Cardiologists are commonly called to see patients with type II myocardial infarctions (MIs).[1] These are the patients with racing hearts, raging fevers, and bone-dry vascular spaces languishing from blood and volume loss. Sympathetic troponin creeps into the bloodstream, crying foul at the imbalance of myocardial oxygen supply and demand. On some days, that "detectable but nondiagnostic troponin" drives yet another consult request. Cardiologists shore up a few things, bring down the heart rate, get an echo. Many of the patients with type II MI are the sickest of the sick. They are frail, elderly, and sometimes destined for long-term care. We do our best in that situation. The focus of this trial, however, was a different population.

Heart Injury Often Undetected After Surgery

The cohorts in the MANAGE trial developed more classic ischemia-driven troponin elevations detected via a protocol that could vary. Dr PJ Devereaux, from Hamilton, Ontario, Canada, speaking by phone, said, "The order set protocols usually included a troponin assessment somewhere between 6 and 12 hours postoperatively and again on postop days 1, 2, and 3." After the usual suspects that drive type II infarctions were excluded, the patients were enrolled.

According to Devereaux, more than 8 million patients worldwide will experience myocardial infarction during or after noncardiac surgery (MINS). Although almost always silent, it is associated with an increase in cardiovascular events and death in the first 2 years after surgery. It is humbling to know that in many patients we've checked and given a cheeky thumbs-up postoperatively, the silent but damning event has already happened. Those largely asymptomatic patients (>90% in this study) simply smile back and are as much in the dark about their prognosis as we are. The MANAGE trial is among the first trials to warn us not to be complacent.

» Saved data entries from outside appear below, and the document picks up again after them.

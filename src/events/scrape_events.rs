// src/events/scrape_events.rs
//
// Scrape lifecycle events.
//
// Events are immutable facts about what the pipeline did. Resolution events
// carry deterministic ids derived from their content so identical outcomes
// across reruns produce identical events.

use chrono::{DateTime, Utc};
use serde::{Deserialize, Serialize};
use uuid::Uuid;

use crate::domain::resolution::SourceIdentifier;

/// Trait all pipeline events implement.
pub trait DomainEvent: std::fmt::Debug + Clone {
    fn event_id(&self) -> Uuid;
    fn occurred_at(&self) -> DateTime<Utc>;
    fn event_type(&self) -> &'static str;
}

// ============================================================================
// RESOLUTION EVENTS
// ============================================================================

/// Emitted when a movie resolves to a source identifier.
#[derive(Debug, Clone, Serialize, Deserialize, PartialEq)]
pub struct MovieResolved {
    pub event_id: Uuid,
    pub occurred_at: DateTime<Utc>,
    pub movie_id: Uuid,
    pub source: String,
    pub external_id: String,
    pub resolved_via: String,
    pub confidence: f64,
}

impl MovieResolved {
    pub fn new(movie_id: Uuid, identifier: &SourceIdentifier) -> Self {
        // Same movie + same identifier => same event id, so reruns are
        // recognizable as duplicates downstream
        let seed = format!(
            "{}/{}/{}",
            movie_id, identifier.source, identifier.external_id
        );
        Self {
            event_id: Uuid::new_v5(&Uuid::NAMESPACE_OID, seed.as_bytes()),
            occurred_at: Utc::now(),
            movie_id,
            source: identifier.source.to_string(),
            external_id: identifier.external_id.clone(),
            resolved_via: identifier.resolved_via.to_string(),
            confidence: identifier.match_confidence.score(),
        }
    }
}

impl DomainEvent for MovieResolved {
    fn event_id(&self) -> Uuid {
        self.event_id
    }
    fn occurred_at(&self) -> DateTime<Utc> {
        self.occurred_at
    }
    fn event_type(&self) -> &'static str {
        "MovieResolved"
    }
}

/// Emitted when a source's resolution cascade exhausts without a match.
/// This is a terminal negative outcome, not an error.
#[derive(Debug, Clone, Serialize, Deserialize, PartialEq)]
pub struct ResolutionFailed {
    pub event_id: Uuid,
    pub occurred_at: DateTime<Utc>,
    pub movie_id: Uuid,
    pub source: String,
    pub title: String,
}

impl ResolutionFailed {
    pub fn new(movie_id: Uuid, source: String, title: String) -> Self {
        Self {
            event_id: Uuid::new_v4(),
            occurred_at: Utc::now(),
            movie_id,
            source,
            title,
        }
    }
}

impl DomainEvent for ResolutionFailed {
    fn event_id(&self) -> Uuid {
        self.event_id
    }
    fn occurred_at(&self) -> DateTime<Utc> {
        self.occurred_at
    }
    fn event_type(&self) -> &'static str {
        "ResolutionFailed"
    }
}

// ============================================================================
// COLLECTION EVENTS
// ============================================================================

/// Emitted after reviews from one source were deduplicated and persisted.
#[derive(Debug, Clone, Serialize, Deserialize, PartialEq)]
pub struct ReviewsCollected {
    pub event_id: Uuid,
    pub occurred_at: DateTime<Utc>,
    pub movie_id: Uuid,
    pub source: String,
    pub collected: usize,
    pub duplicates_discarded: usize,
    pub stored: usize,
}

impl ReviewsCollected {
    pub fn new(
        movie_id: Uuid,
        source: String,
        collected: usize,
        duplicates_discarded: usize,
        stored: usize,
    ) -> Self {
        Self {
            event_id: Uuid::new_v4(),
            occurred_at: Utc::now(),
            movie_id,
            source,
            collected,
            duplicates_discarded,
            stored,
        }
    }
}

impl DomainEvent for ReviewsCollected {
    fn event_id(&self) -> Uuid {
        self.event_id
    }
    fn occurred_at(&self) -> DateTime<Utc> {
        self.occurred_at
    }
    fn event_type(&self) -> &'static str {
        "ReviewsCollected"
    }
}

/// Emitted once per batch run with the aggregate counts a run report needs.
#[derive(Debug, Clone, Serialize, Deserialize, PartialEq)]
pub struct ScrapeBatchCompleted {
    pub event_id: Uuid,
    pub occurred_at: DateTime<Utc>,
    pub total_movies: usize,
    pub resolved: usize,
    pub unresolved: usize,
    pub reviews_collected: usize,
    pub errors: usize,
    pub duration_ms: u64,
}

impl ScrapeBatchCompleted {
    pub fn new(
        total_movies: usize,
        resolved: usize,
        unresolved: usize,
        reviews_collected: usize,
        errors: usize,
        duration_ms: u64,
    ) -> Self {
        Self {
            event_id: Uuid::new_v4(),
            occurred_at: Utc::now(),
            total_movies,
            resolved,
            unresolved,
            reviews_collected,
            errors,
            duration_ms,
        }
    }
}

impl DomainEvent for ScrapeBatchCompleted {
    fn event_id(&self) -> Uuid {
        self.event_id
    }
    fn occurred_at(&self) -> DateTime<Utc> {
        self.occurred_at
    }
    fn event_type(&self) -> &'static str {
        "ScrapeBatchCompleted"
    }
}
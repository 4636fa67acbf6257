// src/events/mod.rs
//
// Internal Event System - Public API

pub mod event_bus;
pub mod scrape_events;

pub use event_bus::{create_event_bus, EventBus};

pub use scrape_events::{
    DomainEvent, MovieResolved, ResolutionFailed, ReviewsCollected, ScrapeBatchCompleted,
};
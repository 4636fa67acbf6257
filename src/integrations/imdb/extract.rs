// src/integrations/imdb/extract.rs
//
// Review extraction from IMDb review-listing markup.
//
// Containers and every field inside them go through ordered selector
// chains: the 2024+ layout first, then the old layout, then generic
// attribute probes. A container that yields no usable body is skipped with
// a typed reason; its siblings keep parsing.

use chrono::{DateTime, NaiveDate, Utc};
use regex::Regex;
use scraper::{ElementRef, Html, Selector};

use crate::domain::review::{RawReview, ReviewCategory, SkipReason};
use crate::integrations::imdb::element_text;

/// Minimum text length for the last-resort block-level container probe.
const GENERIC_BLOCK_MIN_CHARS: usize = 50;

struct ReviewSelectors {
    containers: Vec<Selector>,
    titles: Vec<Selector>,
    bodies: Vec<Selector>,
    ratings: Vec<Selector>,
    authors: Vec<Selector>,
    dates: Vec<Selector>,
    vote_up: Selector,
    vote_down: Selector,
    legacy_actions: Selector,
    any_div: Selector,
    interactive: Selector,
    load_more: Selector,
    jsonld: Selector,
    rating_prefix: Regex,
    spoiler: Regex,
    number: Regex,
    aria_rating: Regex,
    legacy_votes: Regex,
}

impl Default for ReviewSelectors {
    fn default() -> Self {
        Self {
            containers: vec![
                Selector::parse(r#"article[class*="user-review"]"#).unwrap(),
                Selector::parse("div.review-container").unwrap(),
                Selector::parse(r#"div[data-testid*="review"]"#).unwrap(),
            ],
            titles: vec![
                Selector::parse("a.title").unwrap(),
                Selector::parse(r#"h3[class*="ipc-title__text"]"#).unwrap(),
                Selector::parse(r#"div[data-testid="review-summary"] h3"#).unwrap(),
                Selector::parse(r#"span[class*="title"]"#).unwrap(),
            ],
            bodies: vec![
                Selector::parse("div.text.show-more__control").unwrap(),
                Selector::parse("div.content").unwrap(),
                Selector::parse(r#"div[class*="content"]"#).unwrap(),
            ],
            ratings: vec![
                Selector::parse("span.rating-other-user-rating").unwrap(),
                Selector::parse(r#"span[class*="ipc-rating-star--rating"]"#).unwrap(),
            ],
            authors: vec![
                Selector::parse("span.display-name-link").unwrap(),
                Selector::parse(r#"a[data-testid="author-link"]"#).unwrap(),
                Selector::parse(r#"a[class*="author"]"#).unwrap(),
                Selector::parse(r#"a[href*="/user/"]"#).unwrap(),
            ],
            dates: vec![
                Selector::parse("span.review-date").unwrap(),
                Selector::parse(r#"li[class*="review-date"]"#).unwrap(),
            ],
            vote_up: Selector::parse(r#"span[class*="ipc-voting__label__count--up"]"#).unwrap(),
            vote_down: Selector::parse(r#"span[class*="ipc-voting__label__count--down"]"#).unwrap(),
            legacy_actions: Selector::parse("div.actions.text-muted").unwrap(),
            any_div: Selector::parse("div").unwrap(),
            interactive: Selector::parse("button, a.ipc-title-link-wrapper").unwrap(),
            load_more: Selector::parse("div.load-more-data").unwrap(),
            jsonld: Selector::parse(r#"script[type="application/ld+json"]"#).unwrap(),
            rating_prefix: Regex::new(r"^\d+/\d+\s*").unwrap(),
            spoiler: Regex::new(r"(?i)\bspoiler\b").unwrap(),
            number: Regex::new(r"(\d+(?:\.\d+)?)").unwrap(),
            aria_rating: Regex::new(r"rating:\s*(\d+)").unwrap(),
            legacy_votes: Regex::new(r"(\d+)\s+out of\s+(\d+)").unwrap(),
        }
    }
}

/// Extract reviews from one listing page, in document order, up to
/// `max_count`. Skipped containers are returned alongside for logging.
pub fn extract_reviews(
    html: &str,
    max_count: usize,
    min_chars: usize,
) -> (Vec<RawReview>, Vec<SkipReason>) {
    let doc = Html::parse_document(html);
    let selectors = ReviewSelectors::default();

    let mut reviews = Vec::new();
    let mut skipped = Vec::new();

    for container in find_containers(&doc, &selectors) {
        if reviews.len() >= max_count {
            break;
        }
        match parse_container(&selectors, &container, min_chars) {
            Ok(review) => reviews.push(review),
            Err(reason) => skipped.push(reason),
        }
    }

    (reviews, skipped)
}

/// The pagination key for the next page of reviews, if any.
pub fn pagination_key(html: &str) -> Option<String> {
    let doc = Html::parse_document(html);
    let selectors = ReviewSelectors::default();
    doc.select(&selectors.load_more)
        .next()
        .and_then(|el| el.value().attr("data-key"))
        .map(str::to_string)
}

/// Pull the aggregate rating out of a title page's JSON-LD block.
pub fn parse_rating_jsonld(html: &str) -> Option<(f64, Option<u32>)> {
    let doc = Html::parse_document(html);
    let selectors = ReviewSelectors::default();

    for script in doc.select(&selectors.jsonld) {
        let raw: String = script.text().collect();
        let Ok(data) = serde_json::from_str::<serde_json::Value>(&raw) else {
            continue;
        };
        let Some(aggregate) = data.get("aggregateRating") else {
            continue;
        };
        let Some(value) = aggregate.get("ratingValue").and_then(json_number) else {
            continue;
        };
        let count = aggregate
            .get("ratingCount")
            .and_then(json_number)
            .map(|c| c as u32);
        return Some((value, count));
    }

    None
}

fn json_number(value: &serde_json::Value) -> Option<f64> {
    value
        .as_f64()
        .or_else(|| value.as_str().and_then(|s| s.parse().ok()))
}

fn find_containers<'a>(doc: &'a Html, selectors: &ReviewSelectors) -> Vec<ElementRef<'a>> {
    for selector in &selectors.containers {
        let found: Vec<ElementRef> = doc.select(selector).collect();
        if !found.is_empty() {
            return found;
        }
    }

    // Last resort: innermost block-level elements with substantial text and
    // no interactive controls
    let passes = |el: &ElementRef| -> bool {
        el.select(&selectors.interactive).next().is_none()
            && element_text(el).len() > GENERIC_BLOCK_MIN_CHARS
    };
    doc.select(&selectors.any_div)
        .filter(|div| passes(div) && !div.select(&selectors.any_div).any(|inner| passes(&inner)))
        .collect()
}

fn parse_container(
    selectors: &ReviewSelectors,
    container: &ElementRef,
    min_chars: usize,
) -> Result<RawReview, SkipReason> {
    let text = extract_body(selectors, container)?;
    let length = text.chars().count();
    if length < min_chars {
        return Err(SkipReason::ContentTooShort { length });
    }

    let title_el = selectors
        .titles
        .iter()
        .find_map(|s| container.select(s).next());
    let title = title_el.and_then(|el| {
        let raw = element_text(&el);
        let stripped = selectors.rating_prefix.replace(&raw, "").trim().to_string();
        if stripped.is_empty() {
            None
        } else {
            Some(stripped)
        }
    });

    let rating = extract_rating(selectors, container, title_el.as_ref());
    let author = selectors
        .authors
        .iter()
        .find_map(|s| container.select(s).next())
        .map(|el| element_text(&el))
        .filter(|name| !name.is_empty());
    let published_at = selectors
        .dates
        .iter()
        .find_map(|s| container.select(s).next())
        .and_then(|el| parse_review_date(&element_text(&el)));
    let (upvotes, downvotes) = extract_votes(selectors, container);

    let source_id = container
        .value()
        .attr("data-review-id")
        .map(str::to_string)
        .or_else(|| {
            container
                .value()
                .attr("data-testid")
                .map(|t| t.trim_start_matches("review-").to_string())
        })
        .filter(|id| !id.is_empty())
        .map(|id| format!("imdb_{}", id))
        .unwrap_or_else(|| {
            // No id attribute in this layout: derive a stable one from the
            // content so reruns stay idempotent
            format!(
                "imdb_{}",
                &crate::domain::review::fingerprint_text(&text)[..16]
            )
        });

    let mut review = RawReview::from_text(source_id, text, ReviewCategory::Audience);
    review.rating = rating;
    review.title = title;
    review.author = author;
    review.published_at = published_at;
    review.upvotes = upvotes;
    review.downvotes = downvotes;
    Ok(review)
}

fn extract_body(
    selectors: &ReviewSelectors,
    container: &ElementRef,
) -> Result<String, SkipReason> {
    let body_el = selectors
        .bodies
        .iter()
        .find_map(|s| container.select(s).next())
        .or_else(|| {
            container.select(&selectors.any_div).find(|div| {
                div.select(&selectors.interactive).next().is_none()
                    && element_text(div).len() > GENERIC_BLOCK_MIN_CHARS
            })
        });

    let Some(el) = body_el else {
        return Err(SkipReason::BodyMissing);
    };

    let raw = element_text(&el);
    let without_spoiler = selectors.spoiler.replace_all(&raw, "");
    let collapsed = without_spoiler
        .split_whitespace()
        .collect::<Vec<_>>()
        .join(" ");
    let cleaned = selectors
        .rating_prefix
        .replace(&collapsed, "")
        .trim()
        .to_string();

    if cleaned.is_empty() {
        return Err(SkipReason::BodyMissing);
    }
    Ok(cleaned)
}

fn extract_rating(
    selectors: &ReviewSelectors,
    container: &ElementRef,
    title_el: Option<&ElementRef>,
) -> Option<f64> {
    for selector in &selectors.ratings {
        if let Some(el) = container.select(selector).next() {
            if let Some(caps) = selectors.number.captures(&element_text(&el)) {
                if let Ok(value) = caps[1].parse() {
                    return Some(value);
                }
            }
        }
    }

    // Some layouts only expose the rating in the title's aria-label
    let aria = title_el?.value().attr("aria-label")?;
    selectors
        .aria_rating
        .captures(aria)
        .and_then(|caps| caps[1].parse().ok())
}

fn extract_votes(selectors: &ReviewSelectors, container: &ElementRef) -> (u32, u32) {
    let up = container
        .select(&selectors.vote_up)
        .next()
        .and_then(|el| parse_count(&element_text(&el)));
    let down = container
        .select(&selectors.vote_down)
        .next()
        .and_then(|el| parse_count(&element_text(&el)));

    if let Some(up) = up {
        return (up, down.unwrap_or(0));
    }

    // Old layout: "N out of M found this helpful"
    if let Some(actions) = container.select(&selectors.legacy_actions).next() {
        if let Some(caps) = selectors.legacy_votes.captures(&element_text(&actions)) {
            let helpful: u32 = caps[1].parse().unwrap_or(0);
            let total: u32 = caps[2].parse().unwrap_or(helpful);
            return (helpful, total.saturating_sub(helpful));
        }
    }

    (0, 0)
}

fn parse_count(text: &str) -> Option<u32> {
    text.replace(',', "").trim().parse().ok()
}

/// IMDb shows absolute dates in a handful of formats.
fn parse_review_date(text: &str) -> Option<DateTime<Utc>> {
    const FORMATS: [&str; 3] = ["%d %B %Y", "%B %d, %Y", "%b %d, %Y"];
    let trimmed = text.trim();
    FORMATS.iter().find_map(|fmt| {
        NaiveDate::parse_from_str(trimmed, fmt)
            .ok()
            .and_then(|date| date.and_hms_opt(0, 0, 0))
            .map(|naive| naive.and_utc())
    })
}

We're Good at Checking for Postop DVT

Since a nasty deep-vein thrombosis (DVT) can produce devastating complications and a costly prolonged hospital stay, we've become socialized to do great venous complication prevention and good follow-up. I'm proud of my history of having a slick trigger to request a DVT assessment. Concerning, though, is that arterial events were 10-fold more common in this trial population than venous events. It's just another reason to check postop troponins routinely.

What to Do?

I don't know where we will go from here with dabigatran. MANAGE is just one trial, but it will lay the groundwork for many more. The dabigatran dose of 110 mg twice daily is not available in the United States, and the drug doesn't have an approved indication for use in this setting. I'm optimistic that these data will change postop care for many patients in the future. I hope we can identify subsets who benefit most to save others from having to receive full-on anticoagulation.

For now, MANAGE exposes the need for cardiologists to sit down with the quality folks at our institutions and change our postop orders to survey patients for missed asymptomatic infarctions. The traditional "don't ask, don't tell" approach in the pos-op noncardiac surgery patient isn't working. A simple change in our postoperative order sets could be our next opportunity to save another life.